=== Work instruction ===
Wherever the word "fresh" appears in a line below, that line counts; report the total number of such lines only.

=== Data shown ===
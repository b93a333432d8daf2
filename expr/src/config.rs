//! Execution configuration.
//!
//! Limits and switches that apply to a whole stream run. Configuration is
//! plain data: build it in code with the `with_*` methods or load it from
//! JSON.

use serde::Deserialize;

use crate::{EvalError, EvalResult};

/// Default cap on documents a blocking stage (sort, group, union) may hold.
pub const DEFAULT_MAX_BUFFERED_DOCUMENTS: usize = 1_000_000;

/// Limits and switches for one stream run.
#[derive(Debug, Clone, PartialEq, Eq, Deserialize)]
#[serde(default)]
pub struct ExecutionConfig {
    /// Maximum number of documents a blocking stage may buffer. `None`
    /// means unbounded.
    pub max_buffered_documents: Option<usize>,

    /// Whether sources poll the interrupt flag between documents.
    pub interrupt_check: bool,
}

impl Default for ExecutionConfig {
    fn default() -> Self {
        Self {
            max_buffered_documents: Some(DEFAULT_MAX_BUFFERED_DOCUMENTS),
            interrupt_check: true,
        }
    }
}

impl ExecutionConfig {
    /// A configuration without any buffering limit.
    pub fn unbounded() -> Self {
        Self {
            max_buffered_documents: None,
            ..Default::default()
        }
    }

    pub fn with_max_buffered_documents(mut self, max: usize) -> Self {
        self.max_buffered_documents = Some(max);
        self
    }

    pub fn with_interrupt_check(mut self, enabled: bool) -> Self {
        self.interrupt_check = enabled;
        self
    }

    /// Load a configuration from JSON. Missing keys keep their defaults.
    pub fn from_json(input: &str) -> EvalResult<Self> {
        serde_json::from_str(input)
            .map_err(|e| EvalError::Config {
            message: e.to_string(),
        })
    }
}
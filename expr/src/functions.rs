//! Built-in scalar functions and aggregate functions.
//!
//! Aggregates are described by an [`AggregateCall`] in the expression tree.
//! The call is a builder: each group gets a fresh [`Aggregator`] from
//! [`AggregateCall::aggregator`], fed one environment per input document.

use std::cmp::Ordering;
use std::fmt;

use tessera_core::Value;

use crate::{Environment, EvalError, EvalResult, Expr};

/// Scalar functions.
#[derive(Debug, Clone, Copy, PartialEq, Eq, Hash)]
pub enum ScalarFunction {
    /// Lower-case type name of the argument.
    TypeOf,
    /// Length of text (in characters), blob, array or document.
    Len,
    /// First non-null argument.
    Coalesce,
}

impl ScalarFunction {
    pub fn name(&self) -> &'static str {
        match self {
            ScalarFunction::TypeOf => "TYPEOF",
            ScalarFunction::Len => "LEN",
            ScalarFunction::Coalesce => "COALESCE",
        }
    }

    /// Resolve a function by name, case-insensitively.
    pub fn from_name(name: &str) -> Option<Self> {
        match name.to_ascii_uppercase().as_str() {
            "TYPEOF" => Some(ScalarFunction::TypeOf),
            "LEN" => Some(ScalarFunction::Len),
            "COALESCE" => Some(ScalarFunction::Coalesce),
            _ => None,
        }
    }

    fn check_arity(&self, actual: usize) -> EvalResult<()> {
        let (ok, expected) = match self {
            ScalarFunction::TypeOf | ScalarFunction::Len => (actual == 1, "1"),
            ScalarFunction::Coalesce => (actual >= 1, "at least 1"),
        };
        if ok {
            Ok(())
        } else {
            Err(EvalError::Arity {
                function: self.name().to_string(),
                expected: expected.to_string(),
                actual,
            })
        }
    }
}

/// A call to a scalar function.
#[derive(Debug, Clone, PartialEq, Eq)]
pub struct FunctionCall {
    pub function: ScalarFunction,
    pub args: Vec<Expr>,
}

impl FunctionCall {
    pub fn new(function: ScalarFunction, args: Vec<Expr>) -> Self {
        Self { function, args }
    }

    pub(crate) fn eval(&self, env: &Environment<'_>) -> EvalResult<Value> {
        self.function.check_arity(self.args.len())?;

        match self.function {
            ScalarFunction::TypeOf => {
                let v = self.args[0].eval(env)?;
                Ok(Value::Text(v.value_type().as_str().to_string()))
            }
            ScalarFunction::Len => {
                let len = match self.args[0].eval(env)? {
                    Value::Text(s) => s.chars().count(),
                    Value::Blob(b) => b.len(),
                    Value::Array(items) => items.len(),
                    Value::Document(d) => d.len(),
                    _ => return Ok(Value::Null),
                };
                Ok(Value::Integer(len as i64))
            }
            ScalarFunction::Coalesce => {
                for arg in &self.args {
                    let v = arg.eval(env)?;
                    if !v.is_null() {
                        return Ok(v);
                    }
                }
                Ok(Value::Null)
            }
        }
    }
}

/// Aggregate functions.
#[derive(Debug, Clone, Copy, PartialEq, Eq, Hash)]
pub enum AggregateFunction {
    Count,
    Min,
    Max,
    Sum,
    Avg,
}

impl AggregateFunction {
    pub fn name(&self) -> &'static str {
        match self {
            AggregateFunction::Count => "COUNT",
            AggregateFunction::Min => "MIN",
            AggregateFunction::Max => "MAX",
            AggregateFunction::Sum => "SUM",
            AggregateFunction::Avg => "AVG",
        }
    }
}

/// An aggregate function applied to an argument. `arg` is `None` only for
/// `COUNT(*)`.
#[derive(Debug, Clone, PartialEq, Eq)]
pub struct AggregateCall {
    pub function: AggregateFunction,
    pub arg: Option<Box<Expr>>,
}

impl AggregateCall {
    pub fn new(function: AggregateFunction, arg: Expr) -> Self {
        Self {
            function,
            arg: Some(Box::new(arg)),
        }
    }

    /// `COUNT(*)`.
    pub fn count_all() -> Self {
        Self {
            function: AggregateFunction::Count,
            arg: None,
        }
    }

    /// Build a fresh running aggregator.
    pub fn aggregator(&self) -> Box<dyn Aggregator> {
        let arg = self.arg.as_deref().cloned();
        match (self.function, arg) {
            (AggregateFunction::Count, arg) => Box::new(CountAggregator { arg, count: 0 }),
            (AggregateFunction::Min, Some(arg)) => Box::new(ExtremumAggregator {
                arg,
                keep: Ordering::Less,
                current: None,
            }),
            (AggregateFunction::Max, Some(arg)) => Box::new(ExtremumAggregator {
                arg,
                keep: Ordering::Greater,
                current: None,
            }),
            (AggregateFunction::Sum, Some(arg)) => Box::new(SumAggregator {
                arg,
                sum: None,
            }),
            (AggregateFunction::Avg, Some(arg)) => Box::new(AvgAggregator {
                arg,
                sum: 0.0,
                count: 0,
            }),
            // Only COUNT takes `*`; other functions over `*` see every row as null.
            (_, None) => Box::new(ExtremumAggregator {
                arg: Expr::Literal(Value::Null),
                keep: Ordering::Less,
                current: None,
            }),
        }
    }

    /// Read the finished value of this aggregate from a grouped document,
    /// where it is stored under its rendering.
    pub(crate) fn eval_stored(&self, env: &Environment<'_>) -> EvalResult<Value> {
        let doc = env.document().ok_or(EvalError::NoDocument)?;
        Ok(doc.get(&self.to_string()).cloned().unwrap_or(Value::Null))
    }
}

impl fmt::Display for AggregateCall {
    fn fmt(&self, f: &mut fmt::Formatter<'_>) -> fmt::Result {
        match &self.arg {
            Some(arg) => write!(f, "{}({})", self.function.name(), arg),
            None => write!(f, "{}(*)", self.function.name()),
        }
    }
}

/// Running state of one aggregate over one group.
pub trait Aggregator {
    /// Fold the document of `env` into the running state.
    fn aggregate(&mut self, env: &Environment<'_>) -> EvalResult<()>;

    /// The aggregate value for everything folded so far.
    fn finish(&self) -> Value;
}

struct CountAggregator {
    arg: Option<Expr>,
    count: i64,
}

impl Aggregator for CountAggregator {
    fn aggregate(&mut self, env: &Environment<'_>) -> EvalResult<()> {
        let counted = match &self.arg {
            None => true,
            Some(arg) => !arg.eval(env)?.is_null(),
        };
        if counted {
            self.count += 1;
        }
        Ok(())
    }

    fn finish(&self) -> Value {
        Value::Integer(self.count)
    }
}

struct ExtremumAggregator {
    arg: Expr,
    keep: Ordering,
    current: Option<Value>,
}

impl Aggregator for ExtremumAggregator {
    fn aggregate(&mut self, env: &Environment<'_>) -> EvalResult<()> {
        let v = self.arg.eval(env)?;
        if v.is_null() {
            return Ok(());
        }
        let replace = match &self.current {
            None => true,
            Some(current) => v.compare(current) == self.keep,
        };
        if replace {
            self.current = Some(v);
        }
        Ok(())
    }

    fn finish(&self) -> Value {
        self.current.clone().unwrap_or(Value::Null)
    }
}

/// Integer sums stay integers until a double is seen or the sum overflows.
struct SumAggregator {
    arg: Expr,
    sum: Option<Value>,
}

impl Aggregator for SumAggregator {
    fn aggregate(&mut self, env: &Environment<'_>) -> EvalResult<()> {
        let v = self.arg.eval(env)?;
        if !v.is_number() {
            return Ok(());
        }
        self.sum = Some(match (self.sum.take(), v) {
            (None, v) => v,
            (Some(Value::Integer(a)), Value::Integer(b)) => match a.checked_add(b) {
                Some(sum) => Value::Integer(sum),
                None => Value::Double(a as f64 + b as f64),
            },
            (Some(a), b) => Value::Double(as_f64(&a) + as_f64(&b)),
        });
        Ok(())
    }

    fn finish(&self) -> Value {
        self.sum.clone().unwrap_or(Value::Null)
    }
}

struct AvgAggregator {
    arg: Expr,
    sum: f64,
    count: u64,
}

impl Aggregator for AvgAggregator {
    fn aggregate(&mut self, env: &Environment<'_>) -> EvalResult<()> {
        let v = self.arg.eval(env)?;
        if v.is_number() {
            self.sum += as_f64(&v);
            self.count += 1;
        }
        Ok(())
    }

    fn finish(&self) -> Value {
        if self.count == 0 {
            Value::Null
        } else {
            Value::Double(self.sum / self.count as f64)
        }
    }
}

fn as_f64(v: &Value) -> f64 {
    match v {
        Value::Integer(i) => *i as f64,
        Value::Double(d) => *d,
        _ => 0.0,
    }
}
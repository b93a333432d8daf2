//! Tessera Core Types
//!
//! This crate provides the foundational types used throughout Tessera:
//! - Values (the `Value` enum over scalars, arrays and documents)
//! - Documents (ordered field-name to value mappings)
//! - Paths (field/index addressing inside a value tree)
//! - Casting rules between value types
//! - Common error types

mod cast;
mod document;
mod error;
mod json;
mod path;
mod value;

pub use cast::*;
pub use document::*;
pub use error::*;
pub use path::*;
pub use value::*;
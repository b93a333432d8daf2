//! Documents: ordered field-name to value mappings.

use std::fmt;

use crate::{Path, PathSegment, Type, Value, ValueError, ValueResult};

/// An ordered mapping from field name to value.
///
/// Field names are unique and iteration follows insertion order. Replacing
/// an existing field keeps its position.
#[derive(Debug, Clone, Default, PartialEq, Eq, Hash)]
pub struct Document {
    fields: Vec<(String, Value)>,
}

impl Document {
    pub fn new() -> Self {
        Self { fields: Vec::new() }
    }

    pub fn with_capacity(capacity: usize) -> Self {
        Self {
            fields: Vec::with_capacity(capacity),
        }
    }

    pub fn len(&self) -> usize {
        self.fields.len()
    }

    pub fn is_empty(&self) -> bool {
        self.fields.is_empty()
    }

    pub fn get(&self, name: &str) -> Option<&Value> {
        self.fields.iter().find(|(k, _)| k == name).map(|(_, v)| v)
    }

    pub fn get_mut(&mut self, name: &str) -> Option<&mut Value> {
        self.fields
            .iter_mut()
            .find(|(k, _)| k == name)
            .map(|(_, v)| v)
    }

    pub fn contains(&self, name: &str) -> bool {
        self.get(name).is_some()
    }

    /// Set a top-level field, replacing it in place or appending it.
    pub fn set(&mut self, name: impl Into<String>, value: impl Into<Value>) {
        let name = name.into();
        let value = value.into();
        match self.get_mut(&name) {
            Some(slot) => *slot = value,
            None => self.fields.push((name, value)),
        }
    }

    /// Remove a top-level field, returning its value.
    pub fn remove(&mut self, name: &str) -> Option<Value> {
        let position = self.fields.iter().position(|(k, _)| k == name)?;
        Some(self.fields.remove(position).1)
    }

    pub fn iter(&self) -> impl Iterator<Item = (&str, &Value)> {
        self.fields.iter().map(|(k, v)| (k.as_str(), v))
    }

    pub fn keys(&self) -> impl Iterator<Item = &str> {
        self.fields.iter().map(|(k, _)| k.as_str())
    }

    /// Look up a nested value by path.
    pub fn get_path(&self, path: &Path) -> Option<&Value> {
        let (first, rest) = path.segments().split_first()?;
        let PathSegment::Field(name) = first else {
            return None;
        };
        let mut current = self.get(name)?;
        for segment in rest {
            current = match (segment, current) {
                (PathSegment::Field(name), Value::Document(d)) => d.get(name)?,
                (PathSegment::Index(i), Value::Array(items)) => items.get(*i)?,
                _ => return None,
            };
        }
        Some(current)
    }

    /// Replace the value at `path`, creating what is missing along the way.
    ///
    /// Missing or null intermediate slots become an empty document (before a
    /// field segment) or an empty array (before an index segment). Array
    /// indexes past the end extend the array, padding the gap with nulls.
    /// An existing non-null slot of the wrong kind is an error and leaves
    /// the document untouched.
    pub fn set_path(&mut self, path: &Path, value: Value) -> ValueResult<()> {
        let segments = path.segments();
        let Some((first, rest)) = segments.split_first() else {
            return Err(ValueError::invalid_path("", "cannot replace the whole document"));
        };
        let PathSegment::Field(name) = first else {
            return Err(ValueError::incompatible_path(
                path.to_string(),
                first.to_string(),
                Type::Array,
                Type::Document,
            ));
        };

        check_settable(self.get(name), rest, path)?;
        let slot = self.entry(name);
        set_in_value(slot, rest, value);
        Ok(())
    }

    /// Remove the value at `path`. Returns false, leaving the document
    /// unchanged, when nothing exists there.
    pub fn unset_path(&mut self, path: &Path) -> bool {
        let segments = path.segments();
        let Some((PathSegment::Field(name), rest)) = segments.split_first() else {
            return false;
        };
        if rest.is_empty() {
            return self.remove(name).is_some();
        }
        match self.get_mut(name) {
            Some(slot) => unset_in_value(slot, rest),
            None => false,
        }
    }

    /// Get the slot for `name`, appending a null field when absent.
    fn entry(&mut self, name: &str) -> &mut Value {
        let position = match self.fields.iter().position(|(k, _)| k == name) {
            Some(position) => position,
            None => {
                self.fields.push((name.to_string(), Value::Null));
                self.fields.len() - 1
            }
        };
        &mut self.fields[position].1
    }
}

/// Largest number of null slots a single assignment may pad an array with.
pub const MAX_ARRAY_PADDING: usize = 1 << 16;

/// Walk the existing part of the tree and reject the first non-null slot
/// whose kind does not match the next segment, or an index that would pad
/// an array past `MAX_ARRAY_PADDING`.
fn check_settable(mut current: Option<&Value>, rest: &[PathSegment], path: &Path) -> ValueResult<()> {
    for segment in rest {
        let next = match (segment, current) {
            (PathSegment::Field(_), None | Some(Value::Null)) => None,
            (PathSegment::Index(i), None | Some(Value::Null)) => {
                check_index(path, *i, 0)?;
                None
            }
            (PathSegment::Field(name), Some(Value::Document(d))) => d.get(name),
            (PathSegment::Index(i), Some(Value::Array(items))) => {
                check_index(path, *i, items.len())?;
                items.get(*i)
            }
            (PathSegment::Field(_), Some(other)) => {
                return Err(ValueError::incompatible_path(
                    path.to_string(),
                    segment.to_string(),
                    Type::Document,
                    other.value_type(),
                ))
            }
            (PathSegment::Index(_), Some(other)) => {
                return Err(ValueError::incompatible_path(
                    path.to_string(),
                    segment.to_string(),
                    Type::Array,
                    other.value_type(),
                ))
            }
        };
        current = next;
    }
    Ok(())
}

fn check_index(path: &Path, index: usize, len: usize) -> ValueResult<()> {
    match index.checked_add(1) {
        Some(end) if end.saturating_sub(len) <= MAX_ARRAY_PADDING => Ok(()),
        _ => Err(ValueError::invalid_path(
            path.to_string(),
            format!("index {index} is too far past the end of an array of length {len}"),
        )),
    }
}

/// Assign along a path already validated by `check_settable`.
fn set_in_value(slot: &mut Value, rest: &[PathSegment], value: Value) {
    let Some((segment, rest)) = rest.split_first() else {
        *slot = value;
        return;
    };

    match segment {
        PathSegment::Field(name) => {
            if !matches!(slot, Value::Document(_)) {
                *slot = Value::Document(Document::new());
            }
            if let Value::Document(d) = slot {
                set_in_value(d.entry(name), rest, value);
            }
        }
        PathSegment::Index(index) => {
            if !matches!(slot, Value::Array(_)) {
                *slot = Value::Array(Vec::new());
            }
            if let Value::Array(items) = slot {
                if *index >= items.len() {
                    items.resize(*index + 1, Value::Null);
                }
                set_in_value(&mut items[*index], rest, value);
            }
        }
    }
}

fn unset_in_value(slot: &mut Value, rest: &[PathSegment]) -> bool {
    let Some((segment, rest)) = rest.split_first() else {
        return false;
    };

    match (segment, slot) {
        (PathSegment::Field(name), Value::Document(d)) => {
            if rest.is_empty() {
                d.remove(name).is_some()
            } else {
                d.get_mut(name).is_some_and(|child| unset_in_value(child, rest))
            }
        }
        (PathSegment::Index(index), Value::Array(items)) => {
            if *index >= items.len() {
                false
            } else if rest.is_empty() {
                items.remove(*index);
                true
            } else {
                unset_in_value(&mut items[*index], rest)
            }
        }
        _ => false,
    }
}

impl fmt::Display for Document {
    fn fmt(&self, f: &mut fmt::Formatter<'_>) -> fmt::Result {
        write!(f, "{{")?;
        for (i, (name, value)) in self.fields.iter().enumerate() {
            if i > 0 {
                write!(f, ", ")?;
            }
            write!(f, "{:?}: {}", name, value)?;
        }
        write!(f, "}}")
    }
}

impl<K: Into<String>, V: Into<Value>> FromIterator<(K, V)> for Document {
    fn from_iter<T: IntoIterator<Item = (K, V)>>(iter: T) -> Self {
        let mut doc = Document::new();
        for (k, v) in iter {
            doc.set(k, v);
        }
        doc
    }
}

impl IntoIterator for Document {
    type Item = (String, Value);
    type IntoIter = std::vec::IntoIter<(String, Value)>;

    fn into_iter(self) -> Self::IntoIter {
        self.fields.into_iter()
    }
}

=== Output of the exercise ===
2